Мы сидели молча, не было сил говорить. И желания не было, все было сказано. А между нами ходила голубка и клевала Наташкины семечки, как перемазанная краской малярша. Кровь – обычная краска, только очень дорогая.
А сегодня утром
мне захотелось
кого-нибудь убить
А сегодня утром мне захотелось кого-нибудь убить.
Я лежала в постели и думала о своем желании. Я старалась расщепить его на лучинки, как неподатливое полено, настрогать из него тонких спичек и осветить сумрак своих низменных инстинктов. Я смотрела на потолок, откуда мне улыбались хищные лепные птицы. Я благодарила судьбу, которая сделала меня маляршей-альфрейщицей. Это не ремесло, это искусство, потому что мои самодельные алебастровые птицы были воплощением добра и зла одновременно. Их глубо-вдавленные зрачки излучали жар, иссушающий мою влажную глиняную душу – душа звенела и растрескивалась паутиной желаний.
В моей квартире всюду декоративная самодельная лепнина. Со стен свешиваются гладкие до маслянистости змеиные головы, углы щерятся зазубренными пиками, а откосы окон усеяны мертвенными большекрылыми бабочками с точеными ножками. Меня окружает застывший мир, который капризно просит у меня горячую кровь.
Я встала, небрежно застелила кровать белым атласом. Решение: проще всего убить чужую старуху. Старухи доверчивы и неподвижны. Можно присесть рядом с нею и, недолго поговорив о погоде, ударить в грудь остро заточенным шпателем. У меня есть отличный узкий шпатель для оконных выемок, он пробьет сердце старухи, как подсохшую монтажную пену. Дворовую собаку убить труднее, она завизжит, а вот старуха даже не удивится, ощутив кромку шпателя в хрупкой фарфоровой грудине, к острой боли слева старухи давно привыкли.
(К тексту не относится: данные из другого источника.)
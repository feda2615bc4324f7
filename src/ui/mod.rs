mod progress;

use crossterm::style::Stylize;
use std::fmt;
pub use progress::ProgressDisplay;

pub fn finished_message(filename: &str, size: u64) -> String {
    format!("Finished: {}. Size {} bytes", filename, size)
}

pub fn skipped_message(filename: &str) -> String {
    format!("Skipped: {}", filename)
}

pub fn finished_line(filename: &str, size: u64) -> String {
    finished_message(filename, size).green().to_string()
}

pub fn skipped_line(filename: &str) -> String {
    skipped_message(filename).red().to_string()
}

pub fn print_banner(total_files: usize) {
    println!("{}", format!("Starting to download {} files", total_files).red());
}

pub fn print_error(message: &str) {
    eprintln!("✗ {}", message.red());
}

pub struct DownloadSummary {
    pub total_files: usize,
    pub finished: usize,
    pub skipped: usize,
    pub total_size: u64,
    pub elapsed_time: std::time::Duration,
}

impl fmt::Display for DownloadSummary {
    fn fmt(&self, f: &mut fmt::Formatter<'_>) -> fmt::Result {
        writeln!(f, "\n下载摘要:")?;
        writeln!(f, "总文件数: {}", self.total_files)?;
        writeln!(f, "完成: {}", self.finished)?;
        writeln!(f, "跳过: {}", self.skipped)?;
        writeln!(
            f,
            "未完成: {}",
            self.total_files.saturating_sub(self.finished + self.skipped)
        )?;
        writeln!(f, "总大小: {}", format_size(self.total_size))?;
        writeln!(f, "耗时: {:.2}秒", self.elapsed_time.as_secs_f64())?;
        Ok(())
    }
}

pub fn format_size(size: u64) -> String {
    const UNITS: [&str; 4] = ["B", "KB", "MB", "GB"];
    let mut size = size as f64;
    let mut unit_index = 0;

    while size >= 1024.0 && unit_index < UNITS.len() - 1 {
        size /= 1024.0;
        unit_index += 1;
    }

    format!("{:.2} {}", size, UNITS[unit_index])
}

/// 速度（字节/秒）格式化，例如 `1.50 MB/s`
pub fn format_speed(bytes_per_sec: f64) -> String {
    let speed = if bytes_per_sec.is_finite() && bytes_per_sec > 0.0 {
        bytes_per_sec as u64
    } else {
        0
    };
    format!("{}/s", format_size(speed))
}
use actix::Recipient;
use reqwest::redirect::Policy;
use reqwest::Client;
use std::fs;
use std::future::Future;
use std::path::{Path, PathBuf};
use std::sync::Arc;
use std::time::Duration;
use tokio::task::{JoinHandle, JoinSet};

use crate::config::Config;
use crate::core::credentials::Credentials;
use crate::core::error::DownloadResult;
use crate::core::gate::CapacityGate;
use crate::core::task::util::sanitize_dir_name;
use crate::core::task::{DownloadRequest, DownloadTask, FileResolver, FileStreamer, ProgressEvent, TaskOutcome};
use crate::utils::logger::{Logger, LoggerExt};

const SPINNER: [char; 4] = ['|', '/', '-', '\\'];

/// 一个章节及其资源链接，顺序即页面顺序
#[derive(Debug, Clone, PartialEq, Eq)]
pub struct LinkGroup {
    pub name: String,
    pub urls: Vec<String>,
}

impl LinkGroup {
    pub fn new(name: impl Into<String>, urls: Vec<String>) -> Self {
        Self {
            name: name.into(),
            urls,
        }
    }
}

/// 一批下载的结果统计
#[derive(Debug, Clone, Default, PartialEq, Eq)]
pub struct BatchSummary {
    pub total: usize,
    pub finished: usize,
    pub skipped: usize,
    pub aborted: usize,
    pub interrupted: bool,
}

impl BatchSummary {
    fn record(&mut self, outcome: &TaskOutcome) {
        match outcome {
            TaskOutcome::Finished { .. } => self.finished += 1,
            TaskOutcome::Skipped { .. } => self.skipped += 1,
            TaskOutcome::Aborted { .. } => self.aborted += 1,
        }
    }

    /// 已进入终态的任务数
    pub fn terminal(&self) -> usize {
        self.finished + self.skipped + self.aborted
    }
}

/// 批量调度：建章节目录，在容量闸门下为每个 URL 启动一个下载任务，全部结束后通知汇总器
pub struct Orchestrator {
    gate: CapacityGate,
    resolver: FileResolver,
    streamer: FileStreamer,
    spinner_interval: Duration,
    logger: Logger,
}

impl Orchestrator {
    pub fn new(config: &Config, credentials: Credentials, logger: Logger) -> DownloadResult<Self> {
        let credentials = Arc::new(credentials);
        // 探测阶段自己处理每一跳重定向
        let probe = Client::builder()
            .redirect(Policy::none())
            .connect_timeout(config.connect_timeout())
            .build()?;
        let fetch = Client::builder()
            .redirect(Policy::limited(config.max_redirects))
            .connect_timeout(config.connect_timeout())
            .build()?;

        Ok(Self {
            gate: CapacityGate::new(config.max_concurrent_downloads),
            resolver: FileResolver::new(probe, Arc::clone(&credentials), config.max_redirects, logger.scoped("resolve")),
            streamer: FileStreamer::new(
                fetch,
                credentials,
                config.chunk_size,
                config.read_timeout(),
                logger.scoped("download"),
            ),
            spinner_interval: config.spinner_interval(),
            logger,
        })
    }

    pub fn gate(&self) -> &CapacityGate {
        &self.gate
    }

    /// 按顺序创建章节目录并生成下载请求；路径被普通文件占用时直接报错
    pub fn prepare(&self, groups: &[LinkGroup], root: &Path) -> DownloadResult<Vec<DownloadRequest>> {
        let mut requests = Vec::new();
        for group in groups {
            let dir: PathBuf = root.join(sanitize_dir_name(&group.name));
            if let Err(e) = fs::create_dir_all(&dir) {
                self.logger.error(&format!("无法创建目录 {}: {}", dir.display(), e));
                return Err(e.into());
            }
            requests.extend(group.urls.iter().map(|url| DownloadRequest {
                url: url.clone(),
                destination_dir: dir.clone(),
            }));
        }
        Ok(requests)
    }

    /// 单个任务的失败不会影响其它任务；`shutdown` 完成时取消剩余任务，
    /// 已下载的部分文件保留在磁盘上。
    pub async fn run<F>(
        &self,
        groups: &[LinkGroup],
        root: &Path,
        progress: Recipient<ProgressEvent>,
        shutdown: F,
    ) -> DownloadResult<BatchSummary>
    where
        F: Future<Output = ()>,
    {
        let requests = self.prepare(groups, root)?;
        let mut summary = BatchSummary {
            total: requests.len(),
            ..Default::default()
        };

        progress.do_send(ProgressEvent::SessionStart(summary.total));
        self.logger.info(&format!(
            "开始下载 {} 个文件, 共 {} 个章节, 并发 {}",
            summary.total,
            groups.len(),
            self.gate.capacity()
        ));
        let spinner = self.spawn_spinner(progress.clone());

        let mut tasks = JoinSet::new();
        for request in requests {
            let task = DownloadTask::new(
                request,
                self.gate.clone(),
                self.resolver.clone(),
                self.streamer.clone(),
                progress.clone(),
                self.logger.scoped("task"),
            );
            tasks.spawn(task.run());
        }

        tokio::pin!(shutdown);
        loop {
            tokio::select! {
                joined = tasks.join_next() => match joined {
                    Some(Ok(outcome)) => summary.record(&outcome),
                    Some(Err(e)) => {
                        if !e.is_cancelled() {
                            self.logger.error(&format!("下载任务异常退出: {}", e));
                        }
                        summary.aborted += 1;
                    }
                    None => break,
                },
                _ = &mut shutdown, if !summary.interrupted => {
                    self.logger.warn("收到中断信号，正在取消剩余下载");
                    summary.interrupted = true;
                    self.gate.close();
                    tasks.abort_all();
                }
            }
        }

        spinner.abort();
        if let Err(e) = progress.send(ProgressEvent::SessionDone).await {
            self.logger.warn(&format!("进度汇总器已停止: {}", e));
        }
        self.logger.info(&format!(
            "下载结束: 完成 {} 跳过 {} 失败 {} / 共 {}",
            summary.finished, summary.skipped, summary.aborted, summary.total
        ));
        Ok(summary)
    }

    fn spawn_spinner(&self, progress: Recipient<ProgressEvent>) -> JoinHandle<()> {
        let interval = self.spinner_interval;
        tokio::spawn(async move {
            let mut ticker = tokio::time::interval(interval);
            for symbol in SPINNER.iter().cycle() {
                ticker.tick().await;
                progress.do_send(ProgressEvent::SpinnerTick(*symbol));
            }
        })
    }
}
Когда я пила кофе, то надеялась, что желание убийства пройдет само по себе, забудется как изъеденный лоскутный сон, но чем больше я трезвела, тем больше мне хотелось воткнуть свой сверкающий шпатель в сонную старуху, в которую я уже отчетливо вглядывалась. Это была грузная бабка со сталисто-сальными волосами, вытертым широким пробором, обмыленным костяным гребнем, покатыми плечами, в вылинявших домашних байковых тапках разного цвета. У нее много горячей жидкой крови, разбавленной рассолом чайного гриба.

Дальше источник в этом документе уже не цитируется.